• _REQUIRED ACTION_:
Write out each line from the data below that includes the word "have".
Start of WORKING DATA
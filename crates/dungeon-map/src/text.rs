//! Loading maps from ASCII text.
//!
//! | Char | Meaning |
//! |---|---|
//! | `#` | wall |
//! | `.` or space | empty floor |
//! | `P` | entry (player start), on floor |
//! | `E` | exit, on floor |
//! | `C` | chest, on floor |
//!
//! Every line must have the same width. Exactly one `P` and one `E` are
//! required; any number of `C`s is allowed.

use std::fmt;

use dungeon_core::Point;

use crate::map::{Map, MapCell};

impl Map {
    /// Parse a map from newline-separated text.
    ///
    /// Blank lines before the first row are skipped. `\r\n` endings and a
    /// trailing newline are accepted.
    pub fn from_text(s: &str) -> Result<Self, MapError> {
        let lines: Vec<&str> = s.lines().skip_while(|l| l.is_empty()).collect();
        Self::from_lines(&lines)
    }

    /// Parse a map from one string per row.
    pub fn from_lines(lines: &[&str]) -> Result<Self, MapError> {
        let Some(first) = lines.first() else {
            return Err(MapError::Empty);
        };
        let width = first.chars().count();
        if width == 0 && lines.iter().all(|l| l.is_empty()) {
            return Err(MapError::Empty);
        }

        let mut map = Map::new(width as i32, lines.len() as i32);
        let mut entry = None;
        let mut exit = None;

        for (y, line) in lines.iter().enumerate() {
            let found = line.chars().count();
            if found != width {
                return Err(MapError::InconsistentSize {
                    line: y,
                    expected: width,
                    found,
                });
            }
            for (x, ch) in line.chars().enumerate() {
                let p = Point::new(x as i32, y as i32);
                match ch {
                    '#' => map.set(p, MapCell::Wall),
                    '.' | ' ' => {}
                    'P' => {
                        if entry.replace(p).is_some() {
                            return Err(MapError::DuplicateEntry { pos: p });
                        }
                    }
                    'E' => {
                        if exit.replace(p).is_some() {
                            return Err(MapError::DuplicateExit { pos: p });
                        }
                    }
                    'C' => {
                        map.add_chest(p);
                    }
                    _ => return Err(MapError::InvalidRune { ch, pos: p }),
                }
            }
        }

        map.set_initial_position(entry.ok_or(MapError::MissingEntry)?);
        map.set_exit(exit.ok_or(MapError::MissingExit)?);
        log::debug!(
            "loaded {}x{} map with {} chests",
            map.width(),
            map.height(),
            map.chests().len()
        );
        Ok(map)
    }
}

/// Errors that can occur when parsing a map.
#[derive(Debug, Clone, PartialEq, Eq)]
pub enum MapError {
    /// No rows, or only zero-width rows.
    Empty,
    /// Row `line` (0-based) does not have the width of the first row.
    InconsistentSize {
        line: usize,
        expected: usize,
        found: usize,
    },
    /// A character outside the map alphabet was found.
    InvalidRune {
        ch: char,
        pos: Point,
    },
    MissingEntry,
    MissingExit,
    /// A second `P` was found at `pos`.
    DuplicateEntry { pos: Point },
    /// A second `E` was found at `pos`.
    DuplicateExit { pos: Point },
}

impl fmt::Display for MapError {
    fn fmt(&self, f: &mut fmt::Formatter<'_>) -> fmt::Result {
        match self {
            Self::Empty => write!(f, "map: empty"),
            Self::InconsistentSize {
                line,
                expected,
                found,
            } => write!(
                f,
                "map: line {} is {found} wide, expected {expected}",
                line + 1
            ),
            Self::InvalidRune { ch, pos } => {
                write!(f, "map contains invalid rune \u{201c}{ch}\u{201d} at {pos}")
            }
            Self::MissingEntry => write!(f, "map: no entry (P)"),
            Self::MissingExit => write!(f, "map: no exit (E)"),
            Self::DuplicateEntry { pos } => write!(f, "map: second entry (P) at {pos}"),
            Self::DuplicateExit { pos } => write!(f, "map: second exit (E) at {pos}"),
        }
    }
}

impl std::error::Error for MapError {}

#[cfg(test)]
mod tests {
    use super::*;

    const ROOM: &str = "\
#####
#P.C#
#.#.#
#C.E#
#####";

    #[test]
    fn parse_and_size() {
        let m = Map::from_text(ROOM).unwrap();
        assert_eq!(m.size(), Point::new(5, 5));
        assert_eq!(m.initial_position(), Point::new(1, 1));
        assert_eq!(m.exit(), Point::new(3, 3));
        assert_eq!(m.chests(), &[Point::new(3, 1), Point::new(1, 3)]);
        assert_eq!(m.count(MapCell::Wall), 17);
        assert_eq!(m.at(Point::new(1, 1)), Some(MapCell::Empty));
        assert_eq!(m.at(Point::new(2, 2)), Some(MapCell::Wall));
    }

    #[test]
    fn spaces_are_floor() {
        let m = Map::from_lines(&["P  ", "# E"]).unwrap();
        assert_eq!(m.count(MapCell::Wall), 1);
        assert_eq!(m.exit(), Point::new(2, 1));
    }

    #[test]
    fn crlf_and_trailing_newline() {
        let m = Map::from_text("P.\r\n.E\r\n").unwrap();
        assert_eq!(m.size(), Point::new(2, 2));
    }

    #[test]
    fn render_round_trip() {
        let m = Map::from_text(ROOM).unwrap();
        assert_eq!(m.to_string(), ROOM);
        assert_eq!(Map::from_text(&m.to_string()).unwrap(), m);
    }

    #[test]
    fn inconsistent_size_error() {
        let err = Map::from_text("P.\n.E.").unwrap_err();
        assert_eq!(
            err,
            MapError::InconsistentSize {
                line: 1,
                expected: 2,
                found: 3
            }
        );
        assert_eq!(err.to_string(), "map: line 2 is 3 wide, expected 2");
    }

    #[test]
    fn invalid_rune_error() {
        let err = Map::from_text("P.\n.X").unwrap_err();
        assert_eq!(
            err,
            MapError::InvalidRune {
                ch: 'X',
                pos: Point::new(1, 1)
            }
        );
    }

    #[test]
    fn entry_and_exit_required_once() {
        assert_eq!(
            Map::from_text("..\n.E").unwrap_err(),
            MapError::MissingEntry
        );
        assert_eq!(
            Map::from_text("P.\n..").unwrap_err(),
            MapError::MissingExit
        );
        assert_eq!(
            Map::from_text("PP\n.E").unwrap_err(),
            MapError::DuplicateEntry {
                pos: Point::new(1, 0)
            }
        );
        assert_eq!(
            Map::from_text("PE\nE.").unwrap_err(),
            MapError::DuplicateExit {
                pos: Point::new(0, 1)
            }
        );
    }

    #[test]
    fn empty_input() {
        assert_eq!(Map::from_text("").unwrap_err(), MapError::Empty);
        assert_eq!(Map::from_lines(&[""]).unwrap_err(), MapError::Empty);
        assert_eq!(Map::from_text("\n\n").unwrap_err(), MapError::Empty);
    }

    #[test]
    fn leading_blank_lines_skipped() {
        let m = Map::from_text("\nP.\n.E").unwrap();
        assert_eq!(m.size(), Point::new(2, 2));
        assert_eq!(m.initial_position(), Point::new(0, 0));
        assert_eq!(m.exit(), Point::new(1, 1));
    }

    #[test]
    fn blank_first_row_is_a_size_error() {
        assert_eq!(
            Map::from_lines(&["", "P.", ".E"]).unwrap_err(),
            MapError::InconsistentSize {
                line: 1,
                expected: 0,
                found: 2
            }
        );
    }
}
use dungeon_core::Point;

/// Source of the points reachable in one step from a given point.
pub trait Pather {
    /// Append neighbors of `p` into `buf`. The caller clears `buf` before calling.
    fn neighbors(&self, p: Point, buf: &mut Vec<Point>);
}

impl<P: Pather + ?Sized> Pather for &P {
    #[inline]
    fn neighbors(&self, p: Point, buf: &mut Vec<Point>) {
        (**self).neighbors(p, buf)
    }
}

/// Whether a map cell may be entered.
#[derive(Debug, Clone, Copy, PartialEq, Eq, Hash)]
#[cfg_attr(feature = "serde", derive(serde::Serialize, serde::Deserialize))]
pub enum CellState {
    Traversable,
    Blocked,
}

/// A dungeon map as seen by the route finder.
///
/// Implementors guarantee that [`cell_state`](Self::cell_state) is only
/// meaningful for points where [`in_bounds`](Self::in_bounds) holds; the
/// route finder never asks about other points.
pub trait Dungeon {
    fn in_bounds(&self, p: Point) -> bool;

    fn cell_state(&self, p: Point) -> CellState;

    /// Where the walker starts.
    fn entry(&self) -> Point;

    /// Where the walker must end.
    fn exit(&self) -> Point;

    /// Optional waypoints. Duplicates are ignored.
    fn chests(&self) -> &[Point];

    /// Convenience: in bounds and traversable.
    #[inline]
    fn is_traversable(&self, p: Point) -> bool {
        self.in_bounds(p) && self.cell_state(p) == CellState::Traversable
    }
}
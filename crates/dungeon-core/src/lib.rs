//! Geometry and move types shared by the dungeon crates.
//!
//! This crate provides the foundational types used across the workspace:
//! integer map positions, rectangular bounds and the four orthogonal moves
//! a walker can make.

pub mod geom;
pub mod moves;

pub use geom::{Point, Range, RangeIter};
pub use moves::Move;
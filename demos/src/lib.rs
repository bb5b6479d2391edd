//! Shared code for the `dungeon-walk` demo: argument parsing, logging setup
//! and report formatting.

use std::error::Error;
use std::path::PathBuf;

use clap::Parser;
use dungeon_map::Map;
use dungeon_paths::{Route, RouteConfig, RouteFinder};
use tracing_subscriber::EnvFilter;

/// Find the walk from `P` to `E` in a text map, via a chest `C` if possible.
#[derive(Debug, Parser)]
#[command(name = "dungeon-walk", version)]
pub struct Args {
    /// Map file: `#` wall, `.` floor, `P` entry, `E` exit, `C` chest.
    pub map: PathBuf,

    /// End each search once all its targets are found.
    #[arg(long)]
    pub stop_early: bool,

    /// Print only the route summary and moves, not the map.
    #[arg(long)]
    pub no_render: bool,

    /// Increase log verbosity (-v debug, -vv trace). `RUST_LOG` overrides.
    #[arg(short, long, action = clap::ArgAction::Count)]
    pub verbose: u8,
}

impl Args {
    pub fn route_config(&self) -> RouteConfig {
        RouteConfig {
            stop_early: self.stop_early,
        }
    }
}

/// Install a stderr logger. `log` records from the library crates are
/// forwarded through the subscriber's log bridge.
pub fn init_logging(verbose: u8) {
    let level = match verbose {
        0 => "warn",
        1 => "debug",
        _ => "trace",
    };
    let filter = EnvFilter::try_from_default_env().unwrap_or_else(|_| EnvFilter::new(level));
    tracing_subscriber::fmt()
        .with_env_filter(filter)
        .with_writer(std::io::stderr)
        .init();
}

/// Result of one demo run.
#[derive(Debug, Clone, PartialEq, Eq)]
pub struct WalkReport {
    pub text: String,
    pub reachable: bool,
}

/// Human-readable description of `route` on `map`.
pub fn report(map: &Map, route: &Route, render: bool) -> String {
    let mut out = match route {
        Route::Unreachable => return "no route to exit".to_string(),
        Route::ViaChest { chest, .. } => {
            format!("route: via chest {chest}, {} moves\n", route.move_count())
        }
        Route::Direct { .. } => format!("route: direct, {} moves\n", route.move_count()),
    };
    out.push_str("moves: ");
    out.extend(route.moves().iter().map(|m| m.letter()));
    if render {
        out.push('\n');
        out.push_str(&map.render(route.points()));
    }
    out
}

/// Load the map named by `args`, find its route and describe it.
pub fn run(args: &Args) -> Result<WalkReport, Box<dyn Error>> {
    let text = std::fs::read_to_string(&args.map)?;
    let map = Map::from_text(&text)?;
    log::info!(
        "{}: {}x{}, {} chests",
        args.map.display(),
        map.width(),
        map.height(),
        map.chests().len()
    );
    let route = RouteFinder::new(args.route_config()).find_route(&map);
    Ok(WalkReport {
        text: report(&map, &route, !args.no_render),
        reachable: route.is_reachable(),
    })
}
End of WORKING DATA
• _EXERCISE OUTPUT_:
//! Every line must have the same width. Exactly one `P` and one `E` are
    /// Row `line` (0-based) does not have the width of the first row.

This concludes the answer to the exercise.